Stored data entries
--------------------

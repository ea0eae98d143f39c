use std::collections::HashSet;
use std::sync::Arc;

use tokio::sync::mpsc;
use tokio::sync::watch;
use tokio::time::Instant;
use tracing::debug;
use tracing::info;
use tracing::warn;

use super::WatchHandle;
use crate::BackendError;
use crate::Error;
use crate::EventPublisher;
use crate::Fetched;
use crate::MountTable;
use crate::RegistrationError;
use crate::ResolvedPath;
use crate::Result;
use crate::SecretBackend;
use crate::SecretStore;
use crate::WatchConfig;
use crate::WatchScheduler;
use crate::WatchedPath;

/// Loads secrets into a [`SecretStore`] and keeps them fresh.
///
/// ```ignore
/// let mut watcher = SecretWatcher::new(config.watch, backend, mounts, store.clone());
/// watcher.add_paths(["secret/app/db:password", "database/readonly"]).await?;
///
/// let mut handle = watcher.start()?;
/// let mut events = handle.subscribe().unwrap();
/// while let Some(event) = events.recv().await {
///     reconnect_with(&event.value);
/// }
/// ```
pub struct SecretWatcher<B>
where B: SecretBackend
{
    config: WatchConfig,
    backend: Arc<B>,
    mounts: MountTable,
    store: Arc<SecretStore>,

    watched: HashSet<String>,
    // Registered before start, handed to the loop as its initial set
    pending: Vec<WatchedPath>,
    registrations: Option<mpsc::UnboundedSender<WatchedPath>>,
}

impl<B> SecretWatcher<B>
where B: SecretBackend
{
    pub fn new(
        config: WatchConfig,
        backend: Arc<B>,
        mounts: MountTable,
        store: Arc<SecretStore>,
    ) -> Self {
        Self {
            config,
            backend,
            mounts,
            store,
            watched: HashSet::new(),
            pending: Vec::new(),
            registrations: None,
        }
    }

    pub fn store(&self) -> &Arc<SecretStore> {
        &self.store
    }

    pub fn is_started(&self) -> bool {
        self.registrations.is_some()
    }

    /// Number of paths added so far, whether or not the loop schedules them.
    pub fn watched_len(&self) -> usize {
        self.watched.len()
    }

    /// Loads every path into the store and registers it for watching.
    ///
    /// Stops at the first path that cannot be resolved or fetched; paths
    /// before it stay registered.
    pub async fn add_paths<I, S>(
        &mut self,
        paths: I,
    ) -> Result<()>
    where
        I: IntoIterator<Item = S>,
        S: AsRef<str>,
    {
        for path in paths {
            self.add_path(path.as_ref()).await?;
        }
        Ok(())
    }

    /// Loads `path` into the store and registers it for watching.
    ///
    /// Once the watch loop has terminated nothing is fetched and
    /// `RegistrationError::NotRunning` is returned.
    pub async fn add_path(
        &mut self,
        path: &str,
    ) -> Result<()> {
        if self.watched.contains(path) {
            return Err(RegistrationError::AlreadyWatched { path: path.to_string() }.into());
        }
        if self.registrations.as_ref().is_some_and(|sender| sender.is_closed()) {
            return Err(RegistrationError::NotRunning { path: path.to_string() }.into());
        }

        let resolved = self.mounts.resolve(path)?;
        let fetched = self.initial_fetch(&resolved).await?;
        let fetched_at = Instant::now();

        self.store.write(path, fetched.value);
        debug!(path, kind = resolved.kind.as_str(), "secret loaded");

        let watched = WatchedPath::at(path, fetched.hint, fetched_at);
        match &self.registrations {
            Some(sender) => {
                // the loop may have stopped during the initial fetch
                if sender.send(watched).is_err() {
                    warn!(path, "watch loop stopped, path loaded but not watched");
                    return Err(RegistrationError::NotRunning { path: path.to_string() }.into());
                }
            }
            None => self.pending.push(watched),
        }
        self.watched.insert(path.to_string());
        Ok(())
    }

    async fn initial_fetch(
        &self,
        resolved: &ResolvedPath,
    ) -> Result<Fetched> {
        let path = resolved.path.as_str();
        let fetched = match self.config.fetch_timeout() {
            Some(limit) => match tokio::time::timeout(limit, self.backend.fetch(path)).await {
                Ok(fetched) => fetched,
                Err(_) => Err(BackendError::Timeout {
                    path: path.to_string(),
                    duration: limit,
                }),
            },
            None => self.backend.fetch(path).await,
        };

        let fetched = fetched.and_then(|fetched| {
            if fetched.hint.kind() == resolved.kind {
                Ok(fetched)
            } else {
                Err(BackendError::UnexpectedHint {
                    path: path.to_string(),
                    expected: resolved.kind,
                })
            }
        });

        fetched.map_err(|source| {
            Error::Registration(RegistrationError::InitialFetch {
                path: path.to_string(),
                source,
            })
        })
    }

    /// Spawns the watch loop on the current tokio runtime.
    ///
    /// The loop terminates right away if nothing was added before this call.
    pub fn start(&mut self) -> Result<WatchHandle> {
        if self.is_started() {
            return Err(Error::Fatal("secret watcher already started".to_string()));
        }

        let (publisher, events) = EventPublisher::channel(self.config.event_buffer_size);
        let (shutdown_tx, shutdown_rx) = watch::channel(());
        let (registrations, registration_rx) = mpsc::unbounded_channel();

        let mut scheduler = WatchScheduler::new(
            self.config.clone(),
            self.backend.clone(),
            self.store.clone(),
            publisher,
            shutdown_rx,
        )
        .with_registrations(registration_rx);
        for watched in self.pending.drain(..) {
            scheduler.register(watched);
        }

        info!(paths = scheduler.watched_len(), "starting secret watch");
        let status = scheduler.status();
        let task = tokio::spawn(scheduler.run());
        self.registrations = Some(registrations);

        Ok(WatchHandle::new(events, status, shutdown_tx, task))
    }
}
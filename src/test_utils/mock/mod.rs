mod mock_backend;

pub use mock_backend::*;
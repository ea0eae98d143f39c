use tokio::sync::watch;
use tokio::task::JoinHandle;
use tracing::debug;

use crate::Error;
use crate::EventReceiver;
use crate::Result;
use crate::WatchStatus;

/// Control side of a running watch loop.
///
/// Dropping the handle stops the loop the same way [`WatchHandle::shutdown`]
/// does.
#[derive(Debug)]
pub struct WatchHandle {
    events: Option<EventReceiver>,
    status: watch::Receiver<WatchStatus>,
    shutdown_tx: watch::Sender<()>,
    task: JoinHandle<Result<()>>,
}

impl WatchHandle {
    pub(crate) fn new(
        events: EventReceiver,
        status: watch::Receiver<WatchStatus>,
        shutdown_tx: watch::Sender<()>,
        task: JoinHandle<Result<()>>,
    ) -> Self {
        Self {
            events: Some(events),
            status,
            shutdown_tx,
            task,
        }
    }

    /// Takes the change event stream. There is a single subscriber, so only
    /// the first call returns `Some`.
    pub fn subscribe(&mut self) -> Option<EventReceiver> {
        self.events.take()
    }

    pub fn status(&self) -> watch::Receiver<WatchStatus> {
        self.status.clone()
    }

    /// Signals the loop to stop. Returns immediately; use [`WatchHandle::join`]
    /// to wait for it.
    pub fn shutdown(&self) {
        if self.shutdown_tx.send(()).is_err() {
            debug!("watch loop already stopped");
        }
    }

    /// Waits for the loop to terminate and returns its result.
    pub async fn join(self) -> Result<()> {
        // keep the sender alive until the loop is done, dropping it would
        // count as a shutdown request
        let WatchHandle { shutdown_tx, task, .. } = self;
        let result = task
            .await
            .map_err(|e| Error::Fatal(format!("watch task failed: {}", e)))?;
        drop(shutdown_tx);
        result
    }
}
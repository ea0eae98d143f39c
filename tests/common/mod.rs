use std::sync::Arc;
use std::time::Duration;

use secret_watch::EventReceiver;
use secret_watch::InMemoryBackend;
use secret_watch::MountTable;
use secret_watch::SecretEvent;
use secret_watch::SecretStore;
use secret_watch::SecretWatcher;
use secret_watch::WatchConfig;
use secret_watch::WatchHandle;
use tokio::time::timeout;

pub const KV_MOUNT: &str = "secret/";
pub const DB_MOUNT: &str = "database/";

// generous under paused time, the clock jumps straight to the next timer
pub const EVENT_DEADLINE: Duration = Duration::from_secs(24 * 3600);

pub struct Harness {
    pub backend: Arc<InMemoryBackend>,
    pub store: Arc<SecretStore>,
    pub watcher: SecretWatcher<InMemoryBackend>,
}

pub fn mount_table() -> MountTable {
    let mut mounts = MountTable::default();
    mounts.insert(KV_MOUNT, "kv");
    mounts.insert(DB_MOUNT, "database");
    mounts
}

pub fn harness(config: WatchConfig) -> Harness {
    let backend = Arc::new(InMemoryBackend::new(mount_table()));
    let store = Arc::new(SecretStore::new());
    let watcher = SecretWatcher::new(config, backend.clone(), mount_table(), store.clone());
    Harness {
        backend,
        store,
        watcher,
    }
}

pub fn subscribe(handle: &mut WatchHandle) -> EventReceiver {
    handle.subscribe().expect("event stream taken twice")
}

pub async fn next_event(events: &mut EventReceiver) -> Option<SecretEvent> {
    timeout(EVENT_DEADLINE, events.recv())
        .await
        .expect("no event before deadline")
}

--------------------

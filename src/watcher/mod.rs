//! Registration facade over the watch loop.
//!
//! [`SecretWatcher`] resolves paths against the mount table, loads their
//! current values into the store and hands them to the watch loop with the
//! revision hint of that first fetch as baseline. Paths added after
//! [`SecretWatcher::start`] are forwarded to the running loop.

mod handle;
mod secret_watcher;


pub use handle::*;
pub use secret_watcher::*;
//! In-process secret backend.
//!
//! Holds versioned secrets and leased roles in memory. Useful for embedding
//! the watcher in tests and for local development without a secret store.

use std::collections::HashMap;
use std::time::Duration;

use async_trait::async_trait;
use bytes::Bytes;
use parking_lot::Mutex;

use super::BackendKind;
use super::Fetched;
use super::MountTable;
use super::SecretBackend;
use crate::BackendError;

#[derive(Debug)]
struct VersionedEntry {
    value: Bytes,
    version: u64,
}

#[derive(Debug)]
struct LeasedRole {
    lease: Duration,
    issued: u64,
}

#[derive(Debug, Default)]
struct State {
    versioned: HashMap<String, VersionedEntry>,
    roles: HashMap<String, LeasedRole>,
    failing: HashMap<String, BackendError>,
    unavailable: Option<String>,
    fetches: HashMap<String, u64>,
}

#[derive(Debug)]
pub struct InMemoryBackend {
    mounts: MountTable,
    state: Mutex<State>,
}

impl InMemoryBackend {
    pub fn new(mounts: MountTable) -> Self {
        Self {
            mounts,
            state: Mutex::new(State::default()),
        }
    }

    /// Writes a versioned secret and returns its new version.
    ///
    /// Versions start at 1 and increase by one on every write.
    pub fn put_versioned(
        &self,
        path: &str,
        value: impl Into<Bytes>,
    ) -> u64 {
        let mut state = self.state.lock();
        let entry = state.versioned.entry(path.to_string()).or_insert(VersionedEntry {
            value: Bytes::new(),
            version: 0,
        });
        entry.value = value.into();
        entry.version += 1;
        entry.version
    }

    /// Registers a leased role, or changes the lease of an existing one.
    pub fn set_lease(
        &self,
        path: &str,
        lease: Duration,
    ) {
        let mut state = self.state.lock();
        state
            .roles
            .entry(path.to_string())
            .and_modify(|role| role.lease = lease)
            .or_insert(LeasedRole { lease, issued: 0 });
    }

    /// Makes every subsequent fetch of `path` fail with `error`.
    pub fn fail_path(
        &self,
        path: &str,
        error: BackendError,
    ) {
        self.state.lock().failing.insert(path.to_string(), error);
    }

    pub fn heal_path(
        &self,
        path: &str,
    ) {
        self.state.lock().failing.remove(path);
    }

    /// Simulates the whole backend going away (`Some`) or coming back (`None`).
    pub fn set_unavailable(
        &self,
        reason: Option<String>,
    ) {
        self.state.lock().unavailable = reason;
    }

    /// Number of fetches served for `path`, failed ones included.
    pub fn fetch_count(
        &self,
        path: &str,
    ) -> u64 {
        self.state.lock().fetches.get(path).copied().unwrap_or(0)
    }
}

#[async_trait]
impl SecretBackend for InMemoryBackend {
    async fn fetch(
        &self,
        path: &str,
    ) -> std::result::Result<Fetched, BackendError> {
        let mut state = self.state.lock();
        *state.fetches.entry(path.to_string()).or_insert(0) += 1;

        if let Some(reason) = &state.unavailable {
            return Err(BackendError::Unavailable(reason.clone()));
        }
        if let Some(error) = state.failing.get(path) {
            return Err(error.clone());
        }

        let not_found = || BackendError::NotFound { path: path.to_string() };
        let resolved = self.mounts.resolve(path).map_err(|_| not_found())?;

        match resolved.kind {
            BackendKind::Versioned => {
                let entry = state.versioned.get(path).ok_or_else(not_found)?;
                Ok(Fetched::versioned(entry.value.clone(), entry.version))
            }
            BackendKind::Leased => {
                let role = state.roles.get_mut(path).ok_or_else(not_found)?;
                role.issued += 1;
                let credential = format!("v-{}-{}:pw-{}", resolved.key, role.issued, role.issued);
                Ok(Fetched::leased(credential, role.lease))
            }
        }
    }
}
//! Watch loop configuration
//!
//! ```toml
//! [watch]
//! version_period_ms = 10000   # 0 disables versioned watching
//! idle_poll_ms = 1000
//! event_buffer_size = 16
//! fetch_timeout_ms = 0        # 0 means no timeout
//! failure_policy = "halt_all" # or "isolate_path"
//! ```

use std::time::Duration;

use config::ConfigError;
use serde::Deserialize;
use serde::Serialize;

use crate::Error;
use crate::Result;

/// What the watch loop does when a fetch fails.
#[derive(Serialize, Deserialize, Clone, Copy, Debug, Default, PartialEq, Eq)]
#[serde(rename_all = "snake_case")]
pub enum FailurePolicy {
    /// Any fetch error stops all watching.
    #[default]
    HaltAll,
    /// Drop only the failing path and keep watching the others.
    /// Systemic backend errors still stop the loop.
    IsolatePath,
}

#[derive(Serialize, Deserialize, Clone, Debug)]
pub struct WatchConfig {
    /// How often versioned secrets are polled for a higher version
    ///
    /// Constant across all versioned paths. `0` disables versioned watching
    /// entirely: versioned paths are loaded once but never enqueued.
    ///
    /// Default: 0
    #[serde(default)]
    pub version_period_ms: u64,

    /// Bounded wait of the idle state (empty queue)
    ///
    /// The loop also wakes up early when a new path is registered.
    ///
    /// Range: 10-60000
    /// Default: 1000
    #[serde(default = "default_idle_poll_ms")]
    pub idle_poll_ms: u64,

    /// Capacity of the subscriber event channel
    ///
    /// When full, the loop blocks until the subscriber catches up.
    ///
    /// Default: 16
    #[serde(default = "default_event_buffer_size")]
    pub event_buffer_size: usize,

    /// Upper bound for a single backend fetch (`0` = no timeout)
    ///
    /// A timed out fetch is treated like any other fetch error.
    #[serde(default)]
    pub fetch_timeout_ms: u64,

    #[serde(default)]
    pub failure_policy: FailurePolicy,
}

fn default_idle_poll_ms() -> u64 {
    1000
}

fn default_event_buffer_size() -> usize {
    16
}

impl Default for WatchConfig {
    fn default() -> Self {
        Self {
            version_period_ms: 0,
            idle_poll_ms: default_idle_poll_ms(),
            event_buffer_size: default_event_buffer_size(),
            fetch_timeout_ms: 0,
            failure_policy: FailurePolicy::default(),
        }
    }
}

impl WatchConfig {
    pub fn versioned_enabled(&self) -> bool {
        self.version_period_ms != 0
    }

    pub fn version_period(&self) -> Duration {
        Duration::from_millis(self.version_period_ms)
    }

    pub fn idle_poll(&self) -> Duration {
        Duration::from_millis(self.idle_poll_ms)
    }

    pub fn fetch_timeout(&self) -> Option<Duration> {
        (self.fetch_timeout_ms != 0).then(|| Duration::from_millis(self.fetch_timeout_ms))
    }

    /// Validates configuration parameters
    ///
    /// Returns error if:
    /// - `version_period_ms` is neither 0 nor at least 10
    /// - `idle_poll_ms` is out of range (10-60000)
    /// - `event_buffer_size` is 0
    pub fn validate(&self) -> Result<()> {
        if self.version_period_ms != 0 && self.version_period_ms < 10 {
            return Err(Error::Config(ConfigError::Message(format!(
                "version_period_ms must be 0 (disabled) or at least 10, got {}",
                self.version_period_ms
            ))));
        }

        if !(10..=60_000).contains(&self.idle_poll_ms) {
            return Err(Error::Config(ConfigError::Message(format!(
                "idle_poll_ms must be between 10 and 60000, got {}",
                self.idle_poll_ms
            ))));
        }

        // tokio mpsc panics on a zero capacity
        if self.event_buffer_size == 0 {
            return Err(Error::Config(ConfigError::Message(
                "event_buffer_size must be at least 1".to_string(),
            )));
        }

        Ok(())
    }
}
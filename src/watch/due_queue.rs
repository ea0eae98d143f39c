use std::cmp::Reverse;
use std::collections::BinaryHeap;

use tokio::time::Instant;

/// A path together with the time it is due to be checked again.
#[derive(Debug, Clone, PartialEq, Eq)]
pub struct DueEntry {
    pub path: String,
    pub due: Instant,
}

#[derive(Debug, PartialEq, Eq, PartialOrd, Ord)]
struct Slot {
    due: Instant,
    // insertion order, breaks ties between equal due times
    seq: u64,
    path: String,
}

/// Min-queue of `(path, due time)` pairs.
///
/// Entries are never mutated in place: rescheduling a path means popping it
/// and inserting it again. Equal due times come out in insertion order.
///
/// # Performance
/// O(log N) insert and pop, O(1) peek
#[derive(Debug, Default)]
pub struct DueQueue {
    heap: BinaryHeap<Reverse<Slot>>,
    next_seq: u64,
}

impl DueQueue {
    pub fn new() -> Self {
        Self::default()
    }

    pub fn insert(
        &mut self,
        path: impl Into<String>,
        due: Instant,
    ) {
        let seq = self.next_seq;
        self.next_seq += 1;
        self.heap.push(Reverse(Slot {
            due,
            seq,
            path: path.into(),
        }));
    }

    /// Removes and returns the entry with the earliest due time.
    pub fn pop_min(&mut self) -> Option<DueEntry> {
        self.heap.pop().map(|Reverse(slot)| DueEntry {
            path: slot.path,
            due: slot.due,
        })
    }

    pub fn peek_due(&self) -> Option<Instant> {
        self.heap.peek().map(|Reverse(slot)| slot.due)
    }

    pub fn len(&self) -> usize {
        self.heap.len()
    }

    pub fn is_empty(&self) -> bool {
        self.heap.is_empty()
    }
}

--------------------

● **WHAT THE TASK ASKS**
Could you work out how many lines above contain the string "until"? Answer with the number only.

● **EXERCISE RESULT**
2